Evaluation of the usefulness of testing for p53 mutations in colorectal cancer surveillance for ulcerative colitis.

OBJECTIVE: Immunohistochemical staining for p53 suppressor gene mutations is sensitive and, therefore, has potential for use as a complementary test for dysplasia to improve ulcerative colitis (UC) cancer surveillance program performance.
METHODS: A cohort of 95 patients with long standing pan-UC enrolled in a surveillance program was studied. Archival colonic biopsy specimens were stained for p53 mutations and clinical information was obtained from medical records.

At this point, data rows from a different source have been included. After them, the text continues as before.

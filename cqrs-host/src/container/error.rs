use thiserror::Error;

use super::ServiceKey;

/// Failure to produce a service from the container.
#[derive(Debug, Clone, Error)]
pub enum ResolveError {
    /// Nothing is registered under the key.
    #[error("no service registered for {key}")]
    NotRegistered { key: ServiceKey },
    /// A factory returned something other than the key's type.
    #[error("registration for {key} produced a value of a different type")]
    TypeMismatch { key: ServiceKey },
    /// A factory itself failed.
    #[error("failed to construct {key}: {message}")]
    Factory { key: ServiceKey, message: String },
}

impl ResolveError {
    /// Shorthand for [`ResolveError::Factory`].
    pub fn factory(key: ServiceKey, message: impl Into<String>) -> Self {
        Self::Factory {
            key,
            message: message.into(),
        }
    }
}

RESULTS: The 37 patients who developed p53 mutations were significantly more likely to develop dysplasia or cancer (relative risk [RR] 4.53, 95% confidence interval [CI] 2.16-9.48). The p53 mutations developed approximately 8 months before low grade dysplasia, 26 months before high grade dysplasia, and 38 months before cancer. Three of seven cancer patients with p53 mutations had Dukes' stage C or D, whereas only one of five cancer patients without p53 mutations had Dukes' C or D; all three patients who died from metastatic cancer had p53 mutations (three of 37 vs 0 of 58, p < 0.03). Folic acid supplementation had a small, significant protective effect for p53 mutations (RR 0.97, CI 0.94-1.00).
CONCLUSION: p53 Mutations 1) are associated with, and likely precede, dysplasia and cancer, 2) are associated with cancer-related mortality, and 3) may possibly be prevented by folic acid supplementation.